Problem description -> In the entries that follow, which lines hold the string "usize"? List them.
--- Records for the exercise ---
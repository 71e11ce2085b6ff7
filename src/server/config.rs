//! Server configuration

use std::net::SocketAddr;
use std::path::PathBuf;
use std::time::Duration;

/// Default listen address, overridable with `--addr` or `PORT`
pub const DEFAULT_ADDR: &str = "0.0.0.0:10086";

/// Server configuration options
#[derive(Debug, Clone)]
pub struct ServerConfig {
    /// Address to bind to
    pub bind_addr: SocketAddr,

    /// Interval between heartbeat pings
    ///
    /// Must stay strictly shorter than `read_timeout`, otherwise a
    /// quiet but healthy viewer gets timed out between pings.
    pub heartbeat_interval: Duration,

    /// Disconnect a viewer when nothing arrives for this long
    pub read_timeout: Duration,

    /// Upper bound on any single socket write
    pub write_timeout: Duration,

    /// Maximum inbound frame size in bytes
    pub max_frame_size: usize,

    /// Directory holding the demo page and client script template
    pub asset_dir: PathBuf,

    /// Notice sent to connected viewers when the process shuts down
    pub shutdown_notice: String,
}

impl Default for ServerConfig {
    fn default() -> Self {
        Self {
            bind_addr: DEFAULT_ADDR.parse().unwrap(),
            heartbeat_interval: Duration::from_secs(54), // 90% of the read timeout
            read_timeout: Duration::from_secs(60),
            write_timeout: Duration::from_secs(10),
            max_frame_size: 256, // Join frames are tiny
            asset_dir: PathBuf::from("assets"),
            shutdown_notice: "Server restarting, please reconnect shortly".to_string(),
        }
    }
}

impl ServerConfig {
    /// Create a new config with custom bind address
    pub fn with_addr(addr: SocketAddr) -> Self {
        Self {
            bind_addr: addr,
            ..Default::default()
        }
    }

    /// Set the bind address
    pub fn bind(mut self, addr: SocketAddr) -> Self {
        self.bind_addr = addr;
        self
    }

    /// Set the heartbeat interval
    pub fn heartbeat_interval(mut self, interval: Duration) -> Self {
        self.heartbeat_interval = interval;
        self
    }

    /// Set the read-inactivity timeout
    pub fn read_timeout(mut self, timeout: Duration) -> Self {
        self.read_timeout = timeout;
        self
    }

    /// Set the per-write timeout
    pub fn write_timeout(mut self, timeout: Duration) -> Self {
        self.write_timeout = timeout;
        self
    }

    /// Set the maximum inbound frame size
    pub fn max_frame_size(mut self, size: usize) -> Self {
        self.max_frame_size = size;
        self
    }

    /// Set the asset directory
    pub fn asset_dir(mut self, dir: impl Into<PathBuf>) -> Self {
        self.asset_dir = dir.into();
        self
    }

    /// Set the shutdown notice text
    pub fn shutdown_notice(mut self, notice: impl Into<String>) -> Self {
        self.shutdown_notice = notice.into();
        self
    }
}
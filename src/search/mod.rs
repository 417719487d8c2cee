pub mod alias;
pub mod elasticsearch;
pub mod sqlite;

use std::time::Duration;

use async_trait::async_trait;
use serde_json::Value;
use thiserror::Error;

use crate::queries::Document;

pub use alias::IndexAlias;
pub use elasticsearch::ElasticsearchBackend;
pub use sqlite::SqliteBackend;

#[derive(Debug, Error)]
pub enum SearchError {
    #[error("Search request failed: {0}")]
    Http(#[from] reqwest::Error),
    #[error("{operation} returned {status}: {body}")]
    Status {
        operation: String,
        status: u16,
        body: String,
    },
    #[error("Index store error: {0}")]
    Sqlite(#[from] rusqlite::Error),
    #[error("Serialization error: {0}")]
    Serialization(#[from] serde_json::Error),
    #[error("I/O error: {0}")]
    Io(#[from] std::io::Error),
    #[error("Index {0} does not exist")]
    MissingIndex(String),
    #[error("Index store task failed: {0}")]
    Task(#[from] tokio::task::JoinError),
    #[error("Index store lock poisoned")]
    LockPoisoned,
}

pub type SearchResult<T> = Result<T, SearchError>;

#[derive(Debug, Clone, PartialEq)]
pub enum BulkAction {
    Index {
        index: String,
        doc_type: String,
        id: Option<String>,
        source: Document,
    },
    /// Appends `doc` to the `property` array of document `id`, creating it when missing.
    Upsert {
        index: String,
        doc_type: String,
        id: String,
        property: String,
        doc: Document,
    },
}

impl BulkAction {
    pub fn index(&self) -> &str {
        match self {
            Self::Index { index, .. } | Self::Upsert { index, .. } => index,
        }
    }
}

#[async_trait]
pub trait SearchBackend: Send + Sync {
    async fn create_index(&self, index: &str) -> SearchResult<()>;

    async fn delete_index(&self, index: &str) -> SearchResult<()>;

    async fn index_exists(&self, index: &str) -> SearchResult<bool>;

    async fn put_mapping(&self, index: &str, doc_type: &str, mapping: &Value) -> SearchResult<()>;

    /// Physical indices the alias currently points at.
    async fn alias_targets(&self, alias: &str) -> SearchResult<Vec<String>>;

    /// Atomically points `alias` at `new_index` only.
    async fn swap_alias(&self, alias: &str, new_index: &str) -> SearchResult<()>;

    async fn bulk(&self, actions: &[BulkAction]) -> SearchResult<()>;

    /// Copies the documents of `doc_types` from `source` into `dest`.
    async fn reindex(
        &self,
        source: &str,
        dest: &str,
        doc_types: &[String],
        timeout: Duration,
    ) -> SearchResult<()>;

    async fn refresh(&self, index: &str) -> SearchResult<()>;

    async fn count(&self, index: &str) -> SearchResult<u64>;
}
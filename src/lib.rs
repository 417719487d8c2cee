pub mod api;
pub mod auth;
pub mod config;
pub mod indexers;
pub mod models;
pub mod percentile;
pub mod queries;
pub mod queue;
pub mod rebuild;
pub mod schema;
pub mod search;
pub mod social_graph;

use std::{collections::HashMap, sync::Arc};

use axum::{
    routing::{get, post},
    Router,
};
use tokio::sync::{mpsc, RwLock};
use tower_http::{
    cors::{Any, CorsLayer},
    trace::TraceLayer,
};

use config::Config;
use indexers::Indexer;
use models::JobRecord;
use search::SearchBackend;

#[derive(Clone)]
pub struct AppState {
    pub config: Config,
    pub jobs: Arc<RwLock<HashMap<String, JobRecord>>>,
    pub queue_tx: mpsc::Sender<String>,
    pub indexers: Arc<Vec<Arc<dyn Indexer>>>,
    pub backend: Arc<dyn SearchBackend>,
}

pub fn app_router(state: AppState) -> Router {
    Router::new()
        .route("/healthz", get(api::healthz))
        .route("/v1/rebuilds", post(api::create_rebuild))
        .route(
            "/v1/rebuilds/{job_id}",
            get(api::get_rebuild).delete(api::cancel_rebuild),
        )
        .layer(
            CorsLayer::new()
                .allow_origin(Any)
                .allow_methods(Any)
                .allow_headers(Any),
        )
        .layer(TraceLayer::new_for_http())
        .with_state(state)
}

#[cfg(test)]
pub(crate) fn test_state(retention_seconds: u64) -> (AppState, mpsc::Receiver<String>) {
    use std::{net::SocketAddr, path::PathBuf};

    use config::SearchBackendKind;
    use rebuild::SearchConfig;
    use search::SqliteBackend;

    let config = Config {
        bind_addr: SocketAddr::from(([127, 0, 0, 1], 0)),
        api_key: "test-key".to_string(),
        api_key_is_fallback: false,
        database_url: "postgres://localhost/cpdb_test".to_string(),
        search_backend: SearchBackendKind::Sqlite,
        elasticsearch_url: "http://localhost:9200".to_string(),
        sqlite_index_path: PathBuf::from(":memory:"),
        search: SearchConfig::default(),
        retention_seconds,
        queue_capacity: 4,
    };
    let (queue_tx, queue_rx) = mpsc::channel(config.queue_capacity);
    let state = AppState {
        config,
        jobs: Arc::new(RwLock::new(HashMap::new())),
        queue_tx,
        indexers: Arc::new(rebuild::registry()),
        backend: Arc::new(SqliteBackend::open_in_memory().expect("in-memory sqlite")),
    };
    (state, queue_rx)
}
---
Answer for the task ->
    pub max_frame_size: usize,
    pub fn max_frame_size(mut self, size: usize) -> Self {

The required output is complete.